There were 435 households in La Villa, of which 53.1% had children under the age of 18 living in them. Of all households, 50.3% were married-couple households, 14.7% were households with a male householder and no spouse or partner present, and 30.8% were households with a female householder and no spouse or partner present. About 9.2% of all households were made up of individuals and 3.5% had someone living alone who was 65 years of age or older.

There were 472 housing units, of which 7.8% were vacant. The homeowner vacancy rate was 0.5% and the rental vacancy rate was 4.8%.

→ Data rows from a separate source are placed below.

use std::path::Path;

use anyhow::{Context, Result};
use clap::{Args, Subcommand};

use super::session_cache_dir;
use crate::cache::FileCache;

#[derive(Debug, Clone, Args)]
pub struct CacheCommand {
    #[command(subcommand)]
    pub action: CacheAction,
}

#[derive(Debug, Clone, Subcommand)]
pub enum CacheAction {
    #[command(about = "Remove every cached session credential")]
    Clear,
    #[command(about = "Print the session cache directory")]
    Dir,
}

impl CacheCommand {
    pub async fn execute(self, cache_dir: Option<&Path>) -> Result<()> {
        let dir = session_cache_dir(cache_dir)?;

        match self.action {
            CacheAction::Clear => {
                let removed = FileCache::new(dir.clone())
                    .clear()
                    .await
                    .with_context(|| format!("Failed to clear session cache at {}", dir.display()))?;
                println!("Removed {removed} cached session(s) from {}", dir.display());
            }
            CacheAction::Dir => {
                println!("{}", dir.display());
            }
        }

        Ok(())
    }
}
use tracing::debug;

use crate::credentials::{Credentials, ResolvedCredentials};
use crate::error::ResolveError;

/// Static credentials declared inline in the profile's config section.
///
/// Partial key pairs are already rejected while the profile is parsed,
/// so by the time this source runs the keys are either complete or
/// absent.
#[derive(Debug, Clone)]
pub struct ConfigStaticSource {
    keys: Option<Credentials>,
}

impl ConfigStaticSource {
    pub fn new(keys: Option<Credentials>) -> Self {
        Self { keys }
    }

    pub fn resolve(&self) -> Result<ResolvedCredentials, ResolveError> {
        match &self.keys {
            Some(credentials) => {
                debug!("Using static credentials from the profile config section");
                Ok(ResolvedCredentials::Static(credentials.clone()))
            }
            None => Err(ResolveError::transient(
                "config",
                "profile declares no static access keys",
            )),
        }
    }
}
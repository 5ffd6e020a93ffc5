use thiserror::Error;

/// Failure taxonomy for credential resolution.
///
/// Soft failures mean "this source has nothing for you, ask the next one";
/// everything else aborts the chain immediately so a broken explicit
/// configuration never silently falls through to a weaker source.
#[derive(Debug, Error)]
pub enum ResolveError {
    /// Invalid or contradictory configuration, including unknown profiles
    /// and malformed config files.
    #[error("invalid configuration: {0}")]
    Configuration(String),

    /// A credential source is unavailable here. The chain skips it.
    ///
    /// The field is not named `source` because thiserror would infer it as
    /// the std::error::Error source, which a plain str cannot be.
    #[error("{source_name} source unavailable: {reason}")]
    Transient {
        source_name: &'static str,
        reason: String,
    },

    /// Every source in the chain was exhausted without producing credentials.
    #[error("Unable to locate AWS credentials")]
    NoCredentials,

    /// An AWS service rejected a call this profile explicitly asked for.
    #[error("{operation} failed: {message}")]
    ExternalCall {
        operation: &'static str,
        message: String,
    },

    /// The user hit Ctrl-C while a resolution was in flight.
    #[error("interrupted")]
    Interrupted,
}

impl ResolveError {
    /// Soft failures let the provider chain continue with the next source.
    pub fn is_soft(&self) -> bool {
        matches!(self, Self::Transient { .. })
    }

    pub fn configuration(message: impl Into<String>) -> Self {
        Self::Configuration(message.into())
    }

    pub fn transient(source: &'static str, reason: impl Into<String>) -> Self {
        Self::Transient {
            source_name: source,
            reason: reason.into(),
        }
    }

    pub fn external(operation: &'static str, message: impl Into<String>) -> Self {
        Self::ExternalCall {
            operation,
            message: message.into(),
        }
    }
}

Racial composition as of the 2020 census
| Race | Number | Percent |
|---|---|---|
| White | 1,615 | 57.6% |
| Black or African American | 8 | 0.3% |
| American Indian and Alaska Native | 7 | 0.2% |
| Asian | 3 | 0.1% |
| Native Hawaiian and Other Pacific Islander | 0 | 0.0% |
| Some other race | 281 | 10.0% |
| Two or more races | 890 | 31.7% |
| Hispanic or Latino (of any race) | 2,089 | 74.5% |

===2000 census===
At the 2000 census there were 1,305 people in 323 households, including 290 families, in the city. The population density was 4,870.4 PD/sqmi. There were 354 housing units at an average density of 1,321.2 /sqmi. The racial makeup of the city was 66.67% White, 0.08% African American, 0.38% Native American, 0.08% Pacific Islander, 30.34% from other races, and 2.45% from two or more races. Hispanic or Latino of any race were 98.08%.

Of the 323 households 49.8% had children under the age of 18 living with them, 62.2% were married couples living together, 25.4% had a female householder with no husband present, and 10.2% were non-families. 9.9% of households were one person and 5.6% were one person aged 65 or older. The average household size was 4.04 and the average family size was 4.35.

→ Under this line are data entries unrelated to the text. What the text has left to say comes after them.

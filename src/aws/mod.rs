use std::fmt;
use std::future::Future;

use aws_sdk_sts::error::{DisplayErrorContext, ProvideErrorMetadata, SdkError};
use tokio::time::timeout;

pub mod imds;
pub mod sso;
pub mod sts;

use crate::constants::EXTERNAL_CALL_TIMEOUT;
use crate::error::ResolveError;

/// Classify an SDK failure. A service error reached AWS and was
/// rejected, which makes it a hard failure; dispatch failures (connect,
/// DNS, TLS) never reached the service and stay soft so the chain can
/// try the next source.
pub(crate) fn map_sdk_error<E, R>(
    source: &'static str,
    operation: &'static str,
    err: SdkError<E, R>,
) -> ResolveError
where
    E: ProvideErrorMetadata + std::error::Error + 'static,
    R: fmt::Debug,
{
    match err.as_service_error() {
        Some(service) => {
            let code = service.code().unwrap_or("Error");
            let message = service.message().unwrap_or("no detail from the service");
            ResolveError::external(operation, format!("{code}: {message}"))
        }
        None => ResolveError::transient(source, DisplayErrorContext(&err).to_string()),
    }
}

/// Bound every external call so a wedged endpoint cannot hang the
/// resolution. Timeouts are soft.
pub(crate) async fn with_timeout<T>(
    source: &'static str,
    future: impl Future<Output = T>,
) -> Result<T, ResolveError> {
    timeout(EXTERNAL_CALL_TIMEOUT, future).await.map_err(|_| {
        ResolveError::transient(
            source,
            format!("no response within {}s", EXTERNAL_CALL_TIMEOUT.as_secs()),
        )
    })
}
use std::env;

use tracing::debug;

use crate::credentials::{Credentials, ResolvedCredentials};
use crate::error::ResolveError;

/// Static credentials from AWS_ACCESS_KEY_ID / AWS_SECRET_ACCESS_KEY.
#[derive(Debug, Clone, Default)]
pub struct EnvironmentSource;

impl EnvironmentSource {
    pub fn new() -> Self {
        Self
    }

    pub fn resolve(&self) -> Result<ResolvedCredentials, ResolveError> {
        let access_key_id = non_empty_var("AWS_ACCESS_KEY_ID");
        let secret_access_key = non_empty_var("AWS_SECRET_ACCESS_KEY");

        match (access_key_id, secret_access_key) {
            (Some(access_key_id), Some(secret_access_key)) => {
                debug!("Using credentials from environment variables");
                Ok(ResolvedCredentials::Static(Credentials {
                    access_key_id,
                    secret_access_key,
                    session_token: non_empty_var("AWS_SESSION_TOKEN"),
                }))
            }
            (None, None) => Err(ResolveError::transient(
                "env",
                "AWS_ACCESS_KEY_ID is not set",
            )),
            // One half of a key pair is a mistake, not an absence.
            (Some(_), None) => Err(ResolveError::configuration(
                "AWS_ACCESS_KEY_ID is set but AWS_SECRET_ACCESS_KEY is missing",
            )),
            (None, Some(_)) => Err(ResolveError::configuration(
                "AWS_SECRET_ACCESS_KEY is set but AWS_ACCESS_KEY_ID is missing",
            )),
        }
    }
}

fn non_empty_var(name: &str) -> Option<String> {
    env::var(name).ok().filter(|value| !value.is_empty())
}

The age distribution was 37.1% under the age of 18, 12.6% from 18 to 24, 25.6% from 25 to 44, 16.5% from 45 to 64, and 8.2% 65 or older. The median age was 25 years. For every 100 females, there were 87.5 males. For every 100 females age 18 and over, there were 84.1 males.

The median household income was $18,333 and the median family income was $20,284. Males had a median income of $14,769 versus $15,682 for females. The per capita income for the city was $5,432. About 48.4% of families and 47.6% of the population were below the poverty line, including 59.5% of those under age 18 and 35.9% of those age 65 or over.
==Education==
La Villa is served by the La Villa Independent School District.

In January 2014 the school district had 625 students. During that month, shortly after the end of the winter holiday, because La Villa ISD refused to pay the City of La Villa's increased surcharge rate, the city shut off water and sewer services to the schools. They were forced to temporarily close.

In addition, South Texas Independent School District operates magnet schools that serve the community.